* **TASK DESCRIPTION**:
Retype, word for word, every line from the one holding "dp→px scale factor." through the one holding "impl Drop for" in the entries below, both included, and only those lines.

Start of ENTRIES PROVIDED

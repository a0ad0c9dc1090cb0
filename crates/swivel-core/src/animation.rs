use web_time::{Duration, Instant};

use crate::clock;

#[derive(Clone, Copy, Debug, PartialEq)]
pub enum Easing {
    Linear,
    EaseIn,
    EaseOut,
    EaseInOut,
    Spring { damping: f32, stiffness: f32 },
}

impl Easing {
    pub fn interpolate(&self, t: f32) -> f32 {
        match self {
            Easing::Linear => t,
            Easing::EaseIn => t * t,
            Easing::EaseOut => t * (2.0 - t),
            Easing::EaseInOut => {
                if t < 0.5 {
                    2.0 * t * t
                } else {
                    -1.0 + (4.0 - 2.0 * t) * t
                }
            }
            Easing::Spring { damping, stiffness } => {
                let omega = (stiffness / damping).sqrt();
                let zeta = damping / (2.0 * (stiffness * damping).sqrt());
                if zeta < 1.0 {
                    let omega_d = omega * (1.0 - zeta * zeta).sqrt();
                    let t = t * 2.0;
                    1.0 - ((-zeta * omega * t).exp() * (omega_d * t).cos())
                } else {
                    // Overdamped falls back to ease-out.
                    t * (2.0 - t)
                }
            }
        }
    }
}

#[derive(Clone, Copy, Debug, PartialEq)]
pub struct AnimationSpec {
    pub duration: Duration,
    pub easing: Easing,
}

impl Default for AnimationSpec {
    fn default() -> Self {
        Self {
            duration: Duration::from_millis(300),
            easing: Easing::EaseInOut,
        }
    }
}

impl AnimationSpec {
    pub fn tween(duration: Duration, easing: Easing) -> Self {
        Self { duration, easing }
    }

    pub fn spring(damping: f32, stiffness: f32, duration: Duration) -> Self {
        Self {
            duration,
            easing: Easing::Spring { damping, stiffness },
        }
    }

    pub fn fast() -> Self {
        Self {
            duration: Duration::from_millis(150),
            easing: Easing::EaseOut,
        }
    }
}

pub trait Interpolate {
    fn interpolate(&self, other: &Self, t: f32) -> Self;
}

impl Interpolate for f32 {
    fn interpolate(&self, other: &Self, t: f32) -> Self {
        self + (other - self) * t
    }
}

impl Interpolate for crate::Color {
    fn interpolate(&self, other: &Self, t: f32) -> Self {
        let ch = |a: u8, b: u8| (a as f32 + (b as f32 - a as f32) * t) as u8;
        crate::Color(
            ch(self.0, other.0),
            ch(self.1, other.1),
            ch(self.2, other.2),
            ch(self.3, other.3),
        )
    }
}

/// Value that tweens toward its target; advance it with `update()` each frame.
pub struct AnimatedValue<T: Interpolate + Clone> {
    current: T,
    target: T,
    start: T,
    spec: AnimationSpec,
    start_time: Option<Instant>,
}

impl<T: Interpolate + Clone> AnimatedValue<T> {
    pub fn new(initial: T, spec: AnimationSpec) -> Self {
        Self {
            current: initial.clone(),
            target: initial.clone(),
            start: initial,
            spec,
            start_time: None,
        }
    }

    pub fn set_target(&mut self, target: T) {
        self.start = self.current.clone();
        self.target = target;
        self.start_time = Some(clock::now());
    }

    /// Snap to `value` without animating.
    pub fn snap_to(&mut self, value: T) {
        self.current = value.clone();
        self.target = value.clone();
        self.start = value;
        self.start_time = None;
    }

    /// Returns true while the animation is still running.
    pub fn update(&mut self) -> bool {
        let Some(start) = self.start_time else {
            return false;
        };
        let elapsed = clock::now().saturating_duration_since(start);
        if elapsed >= self.spec.duration {
            self.current = self.target.clone();
            self.start_time = None;
            return false;
        }
        let t = elapsed.as_secs_f32() / self.spec.duration.as_secs_f32();
        let eased = self.spec.easing.interpolate(t);
        self.current = self.start.interpolate(&self.target, eased);
        true
    }

    pub fn get(&self) -> &T {
        &self.current
    }

    pub fn target(&self) -> &T {
        &self.target
    }

    pub fn is_animating(&self) -> bool {
        self.start_time.is_some()
    }
}

#[cfg(test)]
mod tests {
    use super::*;
    use crate::clock::{advance_test_now, clear_test_now, set_test_now};

    #[test]
    fn linear_tween_is_deterministic() {
        set_test_now(Instant::now());
        let mut a = AnimatedValue::new(
            0.0f32,
            AnimationSpec::tween(Duration::from_millis(1000), Easing::Linear),
        );
        a.set_target(10.0);

        advance_test_now(Duration::from_millis(250));
        assert!(a.update());
        assert!((*a.get() - 2.5).abs() < 0.01);

        advance_test_now(Duration::from_millis(750));
        assert!(!a.update());
        assert!((*a.get() - 10.0).abs() < 0.001);
        clear_test_now();
    }

    #[test]
    fn snap_to_skips_animation() {
        set_test_now(Instant::now());
        let mut a = AnimatedValue::new(0.0f32, AnimationSpec::default());
        a.set_target(5.0);
        a.snap_to(1.0);
        assert!(!a.is_animating());
        assert_eq!(*a.get(), 1.0);
        clear_test_now();
    }

    #[test]
    fn retarget_restarts_from_current() {
        set_test_now(Instant::now());
        let mut a = AnimatedValue::new(
            0.0f32,
            AnimationSpec::tween(Duration::from_millis(100), Easing::Linear),
        );
        a.set_target(10.0);
        advance_test_now(Duration::from_millis(50));
        a.update();
        let mid = *a.get();
        a.set_target(0.0);
        advance_test_now(Duration::from_millis(100));
        a.update();
        assert_eq!(*a.get(), 0.0);
        assert!((0.0..=10.0).contains(&mid));
        clear_test_now();
    }
}
//! # Theming locals
//!
//! Swivel passes global UI parameters through thread-local "composition
//! locals" pushed for the duration of a subtree build:
//!
//! - `Theme` — the component palette.
//! - `Density` — dp→px scale factor.
//!
//! ```rust
//! use swivel_core::*;
//!
//! let light = Theme {
//!     background: Color::WHITE,
//!     foreground: Color::from_hex("#1A1A1A"),
//!     ..Theme::default()
//! };
//!
//! with_theme(light, || {
//!     // components built here read the light palette via theme()
//! });
//! ```
//!
//! Components read `theme()` instead of hard-coding colors. Shared state
//! objects with behavior (header registry, segment state, chart scope) are
//! deliberately *not* locals: they are constructed explicitly and passed to
//! the components that need them, so a missing collaborator is a
//! construction-time mistake rather than a build-time surprise.

use std::any::{Any, TypeId};
use std::cell::RefCell;
use std::collections::HashMap;

use crate::Color;

thread_local! {
    static LOCALS_STACK: RefCell<Vec<HashMap<TypeId, Box<dyn Any>>>> = const { RefCell::new(Vec::new()) };
}

/// density-independent pixels (dp)
#[derive(Clone, Copy, Debug, PartialEq)]
pub struct Dp(pub f32);

impl Dp {
    pub fn to_px(self) -> f32 {
        self.0 * density().scale
    }
}

/// Convert a raw dp scalar into px using the current Density.
pub fn dp_to_px(dp: f32) -> f32 {
    Dp(dp).to_px()
}

fn with_locals_frame<R>(f: impl FnOnce() -> R) -> R {
    // Frame guard ensures pop on unwind.
    struct Guard;
    impl Drop for Guard {
        fn drop(&mut self) {
            LOCALS_STACK.with(|st| {
                st.borrow_mut().pop();
            });
        }
    }
    LOCALS_STACK.with(|st| st.borrow_mut().push(HashMap::new()));
    let _guard = Guard;
    f()
}

fn set_local_boxed(t: TypeId, v: Box<dyn Any>) {
    LOCALS_STACK.with(|st| {
        if let Some(top) = st.borrow_mut().last_mut() {
            top.insert(t, v);
        } else {
            let mut m = HashMap::new();
            m.insert(t, v);
            st.borrow_mut().push(m);
        }
    });
}

fn get_local<T: Copy + Default + 'static>() -> T {
    LOCALS_STACK.with(|st| {
        for frame in st.borrow().iter().rev() {
            if let Some(v) = frame.get(&TypeId::of::<T>())
                && let Some(t) = v.downcast_ref::<T>()
            {
                return *t;
            }
        }
        T::default()
    })
}

/// Paired colors used by chart gradients.
#[derive(Clone, Copy, Debug, PartialEq)]
#[cfg_attr(feature = "serde", derive(serde::Serialize, serde::Deserialize))]
pub struct ColorGroup {
    pub primary: Color,
    pub secondary: Color,
}

/// Component palette. Dark-first defaults; a
/// host app overrides the parts it cares about with struct update syntax.
#[derive(Clone, Copy, Debug, PartialEq)]
#[cfg_attr(feature = "serde", derive(serde::Serialize, serde::Deserialize))]
pub struct Theme {
    pub background: Color,
    pub foreground: Color,
    pub border: Color,

    pub card: Color,
    pub card_foreground: Color,

    pub primary: Color,
    pub primary_foreground: Color,
    pub muted: Color,
    pub muted_foreground: Color,

    pub destructive: Color,
    pub success: Color,

    pub chart: ColorGroup,

    pub segment_background: Color,
    pub segment_active_font: Color,
    pub segment_inactive_font: Color,

    pub checkbox_icon: Color,
    pub checkbox_active: Color,
    pub checkbox_inactive: Color,

    pub progress_active: Color,
    pub progress_inactive: Color,
}

impl Default for Theme {
    fn default() -> Self {
        Self {
            background: Color::from_hex("#0B0B0F"),
            foreground: Color::from_hex("#ECECEE"),
            border: Color::from_hex("#2A2A33"),

            card: Color::from_hex("#17171D"),
            card_foreground: Color::from_hex("#ECECEE"),

            primary: Color::from_hex("#5B8CFF"),
            primary_foreground: Color::WHITE,
            muted: Color::from_hex("#23232B"),
            muted_foreground: Color::from_hex("#8E8E99"),

            destructive: Color::from_hex("#E5484D"),
            success: Color::from_hex("#30A46C"),

            chart: ColorGroup {
                primary: Color::from_hex("#5B8CFF"),
                secondary: Color::from_hex("#9B6BFF"),
            },

            segment_background: Color::from_hex("#1C1C24"),
            segment_active_font: Color::from_hex("#ECECEE"),
            segment_inactive_font: Color::from_hex("#8E8E99"),

            checkbox_icon: Color::WHITE,
            checkbox_active: Color::from_hex("#5B8CFF"),
            checkbox_inactive: Color::from_hex("#2A2A33"),

            progress_active: Color::from_hex("#5B8CFF"),
            progress_inactive: Color::from_hex("#23232B"),
        }
    }
}

#[derive(Clone, Copy, Debug)]
pub struct Density {
    /// dp→px multiplier
    pub scale: f32,
}

impl Default for Density {
    fn default() -> Self {
        Self { scale: 1.0 }
    }
}

pub fn with_theme<R>(theme: Theme, f: impl FnOnce() -> R) -> R {
    with_locals_frame(|| {
        set_local_boxed(TypeId::of::<Theme>(), Box::new(theme));
        f()
    })
}

pub fn with_density<R>(density: Density, f: impl FnOnce() -> R) -> R {
    with_locals_frame(|| {
        set_local_boxed(TypeId::of::<Density>(), Box::new(density));
        f()
    })
}

pub fn theme() -> Theme {
    get_local::<Theme>()
}

pub fn density() -> Density {
    get_local::<Density>()
}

End of ENTRIES PROVIDED

* **ANSWER BOX**:
//! - `Density` — dp→px scale factor.
//!
//! ```rust
//! use swivel_core::*;
//!
//! let light = Theme {
//!     background: Color::WHITE,
//!     foreground: Color::from_hex("#1A1A1A"),
//!     ..Theme::default()
//! };
//!
//! with_theme(light, || {
//!     // components built here read the light palette via theme()
//! });
//! ```
//!
//! Components read `theme()` instead of hard-coding colors. Shared state
//! objects with behavior (header registry, segment state, chart scope) are
//! deliberately *not* locals: they are constructed explicitly and passed to
//! the components that need them, so a missing collaborator is a
//! construction-time mistake rather than a build-time surprise.

use std::any::{Any, TypeId};
use std::cell::RefCell;
use std::collections::HashMap;

use crate::Color;

thread_local! {
    static LOCALS_STACK: RefCell<Vec<HashMap<TypeId, Box<dyn Any>>>> = const { RefCell::new(Vec::new()) };
}

/// density-independent pixels (dp)
#[derive(Clone, Copy, Debug, PartialEq)]
pub struct Dp(pub f32);

impl Dp {
    pub fn to_px(self) -> f32 {
        self.0 * density().scale
    }
}

/// Convert a raw dp scalar into px using the current Density.
pub fn dp_to_px(dp: f32) -> f32 {
    Dp(dp).to_px()
}

fn with_locals_frame<R>(f: impl FnOnce() -> R) -> R {
    // Frame guard ensures pop on unwind.
    struct Guard;
    impl Drop for Guard {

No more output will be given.